In a manoeuvre with strong political impact, Abeer Moussi, leader of the Free Destourian Party (PDL), which defends the interests of those who supported the tyranny of Zinedin el Abedin Ben Ali, who was overthrown in 2011, urged the other parties represented in the House to vote "no" in Tuesday's session.
Although the bellicose language of Moussi, a media regular, seems to have struck a chord with a large part of the population, disenchanted by the economic crisis and the worsening problems of unemployment, corruption and lack of horizons that triggered the revolution, local analysts believe it will have little traction in the House.
For his part, the President of the Republic, Kais Saïed, said the reshuffle would be unconstitutional on procedural grounds, condemned the absence of women among the possible new ministers and said that some of the likely new cabinet members might have conflicts of interest, without giving details.
Kais Saïed, expressed disagreement with Prime Minister Hichem Mechichi's reshuffle at a meeting of the National Security Council on 25 January. In the absence of a Constitutional Court, this conflict threatens to become a matter of state.

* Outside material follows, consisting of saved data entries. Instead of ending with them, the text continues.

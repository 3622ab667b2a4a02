//! Break cycles by reversing the back edges of a depth-first search.
//!
//! Nodes are visited in index order and out-edges in insertion order, so the reversed set is
//! deterministic for a given input.

#[derive(Debug, Clone, Copy, PartialEq, Eq)]
enum Mark {
    New,
    Active,
    Done,
}

/// Returns, per edge, whether it must be reversed to make the graph acyclic.
///
/// Self-loops must be filtered out by the caller.
pub(crate) fn reversed_edges(node_count: usize, edges: &[(usize, usize)]) -> Vec<bool> {
    let mut out_edges: Vec<Vec<usize>> = vec![Vec::new(); node_count];
    for (i, &(u, _)) in edges.iter().enumerate() {
        out_edges[u].push(i);
    }

    let mut mark = vec![Mark::New; node_count];
    let mut reversed = vec![false; edges.len()];
    for start in 0..node_count {
        if mark[start] != Mark::New {
            continue;
        }
        mark[start] = Mark::Active;
        let mut stack: Vec<(usize, usize)> = vec![(start, 0)];
        while let Some(top) = stack.last_mut() {
            let (v, cursor) = *top;
            if cursor >= out_edges[v].len() {
                mark[v] = Mark::Done;
                stack.pop();
                continue;
            }
            top.1 += 1;
            let e = out_edges[v][cursor];
            let w = edges[e].1;
            match mark[w] {
                Mark::Active => reversed[e] = true,
                Mark::New => {
                    mark[w] = Mark::Active;
                    stack.push((w, 0));
                }
                Mark::Done => {}
            }
        }
    }
    reversed
}

#[cfg(test)]
mod tests {
    use super::reversed_edges;

    #[test]
    fn reverses_only_the_closing_edge_of_a_cycle() {
        let edges = [(0, 1), (1, 2), (2, 0)];
        assert_eq!(reversed_edges(3, &edges), vec![false, false, true]);
    }

    #[test]
    fn leaves_dags_alone() {
        let edges = [(0, 1), (0, 2), (1, 2)];
        assert_eq!(reversed_edges(3, &edges), vec![false; 3]);
    }
}
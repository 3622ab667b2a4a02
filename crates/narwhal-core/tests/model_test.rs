use narwhal_core::geom::{rect, size};
use narwhal_core::{
    Algorithm, ElementRef, Error, Graph, HierarchyHandling, LabelOwner, NodeId, PortLabelPlacement,
    ShapeRef, SizeConstraints,
};

#[test]
fn new_graph_root_is_configured_for_layered_hierarchical_layout() {
    let g = Graph::new();
    let root = g.node(g.root()).unwrap();
    assert_eq!(root.identifier(), "root");
    assert_eq!(root.parent(), None);
    assert_eq!(root.options.algorithm, Some(Algorithm::Layered));
    assert_eq!(
        root.options.hierarchy_handling,
        Some(HierarchyHandling::IncludeChildren)
    );
    assert_eq!(root.options.thoroughness, Some(7));
    assert_eq!(g.node_count(), 1);
    assert_eq!(g.label_count(), 0);
}

#[test]
fn create_node_adds_child_with_label_and_defaults() {
    let mut g = Graph::new();
    let root = g.root();
    let a = g.create_node(root, "A").unwrap();

    let node = g.node(a).unwrap();
    assert_eq!(node.identifier(), "root-A");
    assert_eq!(node.parent(), Some(root));
    assert_eq!(g.node(root).unwrap().children(), &[a]);

    assert_eq!(node.labels().len(), 1);
    let label = g.label(node.labels()[0]).unwrap();
    assert_eq!(label.identifier(), "root-A-label");
    assert_eq!(label.text, "A");
    assert_eq!(label.owner(), LabelOwner::Node(a));

    assert_eq!(
        node.options.port_label_placement,
        Some(PortLabelPlacement::Inside)
    );
    assert_eq!(node.options.port_labels_next_to_port, Some(true));
    assert_eq!(
        node.options.size_constraints,
        Some(SizeConstraints::minimum_size_with_ports())
    );
    assert_eq!(node.options.algorithm, None);
}

#[test]
fn create_node_with_suffix_appends_to_the_text() {
    let mut g = Graph::new();
    let root = g.root();
    let n = g.create_node_with_suffix(root, "X", "#2").unwrap();
    assert_eq!(g.node(n).unwrap().identifier(), "root-X#2");
    let label = g.node(n).unwrap().labels()[0];
    assert_eq!(g.label(label).unwrap().text, "X");
}

#[test]
fn nested_identifiers_follow_the_parent_chain() {
    let mut g = Graph::new();
    let root = g.root();
    let n = g.create_node(root, "N").unwrap();
    let c = g.create_node(n, "C1").unwrap();
    let p = g.create_port(c, "P").unwrap();
    assert_eq!(g.node(c).unwrap().identifier(), "root-N-C1");
    assert_eq!(g.port(p).unwrap().identifier(), "root-N-C1-P");
    assert_eq!(g.subtree(root), vec![root, n, c]);
    assert!(g.is_ancestor_or_self(root, c));
    assert!(g.is_ancestor_or_self(c, c));
    assert!(!g.is_ancestor_or_self(c, n));
}

#[test]
fn set_min_size_enables_the_minimum_size_constraint() {
    let mut g = Graph::new();
    let root = g.root();
    let n = g.create_node(root, "N").unwrap();
    g.node_mut(n).unwrap().options.size_constraints = Some(SizeConstraints::default());

    g.set_min_size(n, 200.0, 0.0).unwrap();
    let options = &g.node(n).unwrap().options;
    assert_eq!(options.minimum_size, Some(size(200.0, 0.0)));
    assert_eq!(
        options.size_constraints,
        Some(SizeConstraints::minimum_size_with_ports())
    );
}

#[test]
fn set_min_size_rejects_sizes_the_codec_cannot_read() {
    let mut g = Graph::new();
    let root = g.root();
    let n = g.create_node(root, "N").unwrap();
    let before = g.node(n).unwrap().options.clone();

    for (w, h) in [(-5.0, 10.0), (10.0, -0.5), (f64::NAN, 1.0), (1.0, f64::INFINITY)] {
        let err = g.set_min_size(n, w, h).unwrap_err();
        assert!(matches!(err, Error::InvalidMinimumSize { .. }), "{w} x {h}: {err:?}");
    }
    assert_eq!(g.node(n).unwrap().options, before);

    g.set_min_size(n, 0.0, 0.0).unwrap();
    let back = narwhal_core::decode(&narwhal_core::encode(&g, false).unwrap()).unwrap();
    let Some(ElementRef::Node(m)) = back.find("root-N") else {
        panic!("root-N missing after decode");
    };
    assert_eq!(back.node(m).unwrap().options.minimum_size, Some(size(0.0, 0.0)));
}

#[test]
fn create_port_is_ten_by_ten_with_a_label() {
    let mut g = Graph::new();
    let root = g.root();
    let n = g.create_node(root, "N").unwrap();
    let p = g.create_port(n, "in").unwrap();

    let port = g.port(p).unwrap();
    assert_eq!(port.identifier(), "root-N-in");
    assert_eq!(port.node(), n);
    assert_eq!(port.bounds, rect(0.0, 0.0, 10.0, 10.0));
    assert_eq!(g.node(n).unwrap().ports(), &[p]);

    let label = g.label(port.labels()[0]).unwrap();
    assert_eq!(label.identifier(), "root-N-in-label");
    assert_eq!(label.text, "in");
    assert_eq!(label.owner(), LabelOwner::Port(p));
}

#[test]
fn create_edge_scopes_the_edge_to_its_container() {
    let mut g = Graph::new();
    let root = g.root();
    let a = g.create_node(root, "A").unwrap();
    let b = g.create_node(root, "B").unwrap();
    let p = g.create_port(b, "in").unwrap();

    let e1 = g.create_edge_between(root, "e1", a, p).unwrap();
    let edge = g.edge(e1).unwrap();
    assert_eq!(edge.identifier(), "root-e1");
    assert_eq!(edge.container(), root);
    assert_eq!(edge.sources(), &[ShapeRef::Node(a)]);
    assert_eq!(edge.targets(), &[ShapeRef::Port(p)]);
    assert!(edge.labels().is_empty());
    assert_eq!(g.node(root).unwrap().edges(), &[e1]);

    let bare = g.create_edge(a, "loose").unwrap();
    assert_eq!(g.edge(bare).unwrap().identifier(), "root-A-loose");
    assert!(g.edge(bare).unwrap().sources().is_empty());
}

#[test]
fn create_label_attaches_to_nodes_ports_and_edges() {
    let mut g = Graph::new();
    let root = g.root();
    let a = g.create_node(root, "A").unwrap();
    let e = g.create_edge_between(root, "e1", a, a).unwrap();

    let l = g.create_label("calls", e, "lbl").unwrap();
    let label = g.label(l).unwrap();
    assert_eq!(label.identifier(), "root-e1-lbl");
    assert_eq!(label.owner(), LabelOwner::Edge(e));
    assert_eq!(g.edge(e).unwrap().labels(), &[l]);

    let extra = g.create_label("note", a, "note").unwrap();
    assert_eq!(g.label(extra).unwrap().identifier(), "root-A-note");
    assert_eq!(g.node(a).unwrap().labels().len(), 2);
}

#[test]
fn unknown_parent_handles_are_rejected() {
    let mut g = Graph::new();
    let missing = NodeId::from_index(42);
    assert_eq!(
        g.create_node(missing, "A"),
        Err(Error::UnknownElement {
            kind: "node",
            index: 42
        })
    );
    assert!(g.create_port(missing, "P").is_err());
    assert!(g.create_edge(missing, "e").is_err());
    assert!(g.set_min_size(missing, 1.0, 1.0).is_err());
    assert!(g.create_label("t", missing, "l").is_err());
    assert_eq!(g.node_count(), 1);
}

#[test]
fn identifier_and_find_resolve_every_element_kind() {
    let mut g = Graph::new();
    let root = g.root();
    let a = g.create_node(root, "A").unwrap();
    let p = g.create_port(a, "P").unwrap();
    let e = g.create_edge_between(root, "e1", a, p).unwrap();

    assert_eq!(g.identifier(ElementRef::Port(p)), Some("root-A-P"));
    assert_eq!(g.identifier(e.into()), Some("root-e1"));
    assert_eq!(g.find("root-A"), Some(ElementRef::Node(a)));
    assert_eq!(g.find("root-A-P"), Some(ElementRef::Port(p)));
    assert_eq!(g.find("root-e1"), Some(ElementRef::Edge(e)));
    assert!(matches!(g.find("root-A-P-label"), Some(ElementRef::Label(_))));
    assert_eq!(g.find("nope"), None);
    assert_eq!(g.shape_node(ShapeRef::Port(p)), Some(a));
}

Saïed said that the cabinet reshuffle announced by the head of government, Hichem Mechichi, did not respect the procedures provided for in the Constitution, in particular Article 92, which insists on deliberation by the Council of Ministers for any cabinet reshuffle or change in the composition of the government. The President of the Tunisian Republic also pointed to other procedural flaws, without giving further details.
Mechichi, for his part, looks likely to be able to count on the support of Ennahda, which has 52 seats, probably the Salafist Al Karama party, a radical split from Ennahda, which has 21 seats, and the 38 seats of the populist Qalb Tunis, the second largest parliamentary force.
The political paralysis comes at a time when the COVID-19 crisis is weakening an already ailing economy that contracted by more than 8 per cent last year, and when foreign lenders and Tunisia's powerful trade unions are demanding that reforms be speeded up.
Meanwhile, for several days a hundred people have been marching in Tunisia, defying the ban on meetings decreed in the face of the deterioration of the epidemiological situation in recent weeks.
These protests are supported by left-wing organisations such as Tunis in Progress, the Workers' Party, Tayyar Chaabi, the Socialist Party and the Union of Youth Forces, while many Tunisians are increasingly fed up with the government's management of deficient public services and a political class that has repeatedly demonstrated its inability to govern coherently.